Meski berkali-kali menangkap pejabat negara, anggota DPR, menteri, kepala daerah sampai petinggi parpol, akan tetapi praktik korupsi masih tumbuh subur di Tanah Air Indonesia.
Sejarah berdirinya KPK sebagai ujung tombak dalam upaya pemberantasan korupsi di Indonesia
Pada tahun 2002 KPK didirikan oleh Presiden Megawati Soekarnoputri. Pembentukan KPK didasari; karena Megawati melihat institusi kejaksaan & kepolisian waktu itu terlalu kotor, sehingga untuk menangkap koruptor dinilai tidak sanggup. Dan jaksa maupun polisi sulit dibubarkan sehingga dibentuklah KPK.
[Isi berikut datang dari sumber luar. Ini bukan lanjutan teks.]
//! Decision Engine
//!
//! Per-candle glue tying the strategy components together for ONE instrument.
//! The caller owns market data, order placement and stop-loss management;
//! the engine only decides.
//!
//! Per candle:
//! - flat + cooldown active: count the cooldown down, no entry
//! - flat: regime -> entry confidence -> entry gates
//! - open: runtime confidence -> exit rules; any exit starts the cooldown

use chrono::NaiveTime;
use std::collections::VecDeque;

use crate::domain::{
    Candle, CooldownReason, EntryDirection, ExitReason, MarketRegime, PositionType, StDirection,
};
use crate::strategy::{
    ConfidenceBreakdown, ConfidenceCalculator, CooldownManager, CooldownState, EntryDecision,
    EntryInputs, EntryLogic, ExitInputs, ExitLogic, ExitSignal, MarketRegimeDetector,
    RegimeInfo, RuntimeConfidence, RuntimeInputs, StrategyConfig,
};

/// Candle ranges kept for the volatility expansion factor
const RANGE_WINDOW: usize = 14;

/// Option leg prices supplied by the position tracker
#[derive(Debug, Clone, Copy, Default, PartialEq)]
pub struct PositionMarks {
    pub option_ltp: f64,
    pub hard_sl: Option<f64>,
    pub trailing_sl: Option<f64>,
}

/// Everything the engine needs for one closed candle
#[derive(Debug, Clone, Copy, PartialEq)]
pub struct CandleInput {
    pub candle: Candle,
    pub supertrend_value: f64,
    pub st_direction: StDirection,
    pub macd_histogram: Option<f64>,
    pub adx: Option<f64>,
    /// Exchange-local candle close time
    pub time: NaiveTime,
    pub marks: PositionMarks,
}

/// Position state tracked between candles
#[derive(Debug, Clone, PartialEq)]
pub struct OpenPosition {
    pub position_type: PositionType,
    pub direction: EntryDirection,
    pub entry_confidence: f64,
    pub runtime_confidence: f64,
    pub candles_held: u32,
}

/// What happened on a candle
#[derive(Debug, Clone, PartialEq)]
pub enum CandleOutcome {
    /// Flat, entries blocked; state as it was at the start of the candle
    CooldownActive(CooldownState),
    /// Flat, evaluated but did not enter
    Skipped {
        regime: MarketRegime,
        regime_info: RegimeInfo,
        confidence: ConfidenceBreakdown,
        decision: EntryDecision,
    },
    /// Position opened at this candle's close
    Entered {
        direction: EntryDirection,
        position_type: PositionType,
        confidence: ConfidenceBreakdown,
    },
    /// Position kept open
    Held { runtime: RuntimeConfidence },
    /// Position closed, cooldown started
    Exited {
        reason: ExitReason,
        runtime: RuntimeConfidence,
    },
}

impl CandleOutcome {
    pub fn exit_reason(&self) -> Option<ExitReason> {
        match self {
            CandleOutcome::Exited { reason, .. } => Some(*reason),
            _ => None,
        }
    }

    pub fn is_entry(&self) -> bool {
        matches!(self, CandleOutcome::Entered { .. })
    }
}

/// Single-instrument decision pipeline
#[derive(Debug, Clone)]
pub struct DecisionEngine {
    config: StrategyConfig,
    regime: MarketRegimeDetector,
    confidence: ConfidenceCalculator,
    entry: EntryLogic,
    exit: ExitLogic,
    cooldown: CooldownManager,
    position: Option<OpenPosition>,
    prev_st_direction: Option<StDirection>,
    prev_macd_histogram: Option<f64>,
    recent_ranges: VecDeque<f64>,
}

impl Default for DecisionEngine {
    fn default() -> Self {
        Self::new(StrategyConfig::default())
    }
}

impl DecisionEngine {
    pub fn new(config: StrategyConfig) -> Self {
        Self {
            regime: MarketRegimeDetector::new(config.regime.clone()),
            confidence: ConfidenceCalculator::new(),
            entry: EntryLogic::new(config.confidence.min_entry_confidence),
            exit: ExitLogic::new(config.confidence.min_runtime_confidence, &config.exit),
            cooldown: CooldownManager::from_config(&config.cooldown),
            position: None,
            prev_st_direction: None,
            prev_macd_histogram: None,
            recent_ranges: VecDeque::with_capacity(RANGE_WINDOW),
            config,
        }
    }

    pub fn config(&self) -> &StrategyConfig {
        &self.config
    }

    pub fn position(&self) -> Option<&OpenPosition> {
        self.position.as_ref()
    }

    pub fn cooldown_state(&self) -> CooldownState {
        self.cooldown.state()
    }

    /// Clear position, history and cooldown (new session)
    pub fn reset(&mut self) {
        self.position = None;
        self.prev_st_direction = None;
        self.prev_macd_histogram = None;
        self.recent_ranges.clear();
        self.cooldown.reset();
    }

    /// Process one closed candle
    pub fn on_candle(&mut self, input: &CandleInput) -> CandleOutcome {
        let outcome = match self.position.take() {
            Some(position) => self.manage_position(position, input),
            None if !self.cooldown.can_enter() => {
                let state = self.cooldown.state();
                self.cooldown.advance();
                CandleOutcome::CooldownActive(state)
            }
            None => self.evaluate_entry(input),
        };

        self.prev_st_direction = Some(input.st_direction);
        self.prev_macd_histogram = input.macd_histogram;
        if input.candle.is_valid() {
            if self.recent_ranges.len() == RANGE_WINDOW {
                self.recent_ranges.pop_front();
            }
            self.recent_ranges.push_back(input.candle.range());
        } else {
            tracing::warn!("Malformed candle {:?} kept out of the range window", input.candle);
        }

        outcome
    }

    fn evaluate_entry(&mut self, input: &CandleInput) -> CandleOutcome {
        let close = input.candle.close;
        let (regime, regime_info) = self.regime.detect(close, input.supertrend_value, input.adx);

        let ranges: Vec<f64> = self.recent_ranges.iter().copied().collect();
        let confidence = self.confidence.calculate_entry_confidence(
            regime_info.st_distance_pct.unwrap_or(0.0),
            &input.candle,
            input.macd_histogram,
            &ranges,
        );

        let decision = self.entry.check_entry(&EntryInputs {
            market_regime_is_trending: regime.is_trending(),
            st_direction: input.st_direction,
            prev_st_direction: self.prev_st_direction,
            supertrend_value: input.supertrend_value,
            candle_close: close,
            macd_histogram: input.macd_histogram,
            entry_confidence: confidence.total,
        });

        match decision.direction.filter(|_| decision.should_enter) {
            Some(direction) => {
                let position_type = PositionType::for_direction(direction);
                tracing::info!(
                    "ENTRY {} -> {} at {:.2} [{}]",
                    direction,
                    position_type,
                    close,
                    confidence
                );
                self.position = Some(OpenPosition {
                    position_type,
                    direction,
                    entry_confidence: confidence.total,
                    runtime_confidence: confidence.total,
                    candles_held: 0,
                });
                CandleOutcome::Entered {
                    direction,
                    position_type,
                    confidence,
                }
            }
            None => CandleOutcome::Skipped {
                regime,
                regime_info,
                confidence,
                decision,
            },
        }
    }

    fn manage_position(
        &mut self,
        mut position: OpenPosition,
        input: &CandleInput,
    ) -> CandleOutcome {
        position.candles_held += 1;

        let runtime = self.confidence.calculate_runtime_confidence(&RuntimeInputs {
            previous_confidence: position.runtime_confidence,
            candle_body_pct: input.candle.is_valid().then(|| input.candle.body_pct()),
            macd_histogram: input.macd_histogram,
            prev_macd_histogram: self.prev_macd_histogram,
            candles_held: position.candles_held,
            decay_after_candles: self.config.confidence.decay_after_candles,
        });
        position.runtime_confidence = runtime.confidence;

        let signal: ExitSignal = self.exit.check_exit(&ExitInputs {
            is_open_position: true,
            current_option_ltp: input.marks.option_ltp,
            hard_sl: input.marks.hard_sl,
            trailing_sl: input.marks.trailing_sl,
            runtime_confidence: runtime.confidence,
            st_direction: Some(input.st_direction),
            prev_st_direction: self.prev_st_direction,
            position_type: Some(position.position_type),
            current_time: input.time,
        });

        match signal.reason.filter(|_| signal.should_exit) {
            Some(reason) => {
                tracing::info!(
                    "EXIT {} {} after {} candles (confidence {:.0})",
                    position.position_type,
                    reason,
                    position.candles_held,
                    runtime.confidence
                );
                self.cooldown.activate(CooldownReason::Exit, None);
                CandleOutcome::Exited { reason, runtime }
            }
            None => {
                self.position = Some(position);
                CandleOutcome::Held { runtime }
            }
        }
    }
}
Ide awal pembentukan KPK sebenarnya sudah muncul di era Presiden BJ Habibie yang mengeluarkan UU Nomor 28 Tahun 1999 tentang Penyelenggaraan Negara yang bersih & bebas dari KKN. Habibie kemudian memulai dengan membentuk berbagai komisi / badan baru seperti KPKPN, KPPU / lembaga Ombudsman.
Agar lebih serius dalam penanganan pemberantasan korupsi, presiden berikutnya, yaitu Abdurrahman Wahid (Gus Dur) membentuk Tim Gabungan Pemberantasan Tindak Pidana Korupsi (TGPTPK). Badan tersebut di bentuk dengan Keppres di masa Jaksa Agung Marzuki Darusman & dipimpin Hakim Agung Andi Andojo. Tetapi, di tengah semangat menggebu-gebunya dalam upaya memberantas korupsi dari anggota tim, melalui suatu judicial review Mahkamah Agung, TGPTPK akhirnya dibubarkan.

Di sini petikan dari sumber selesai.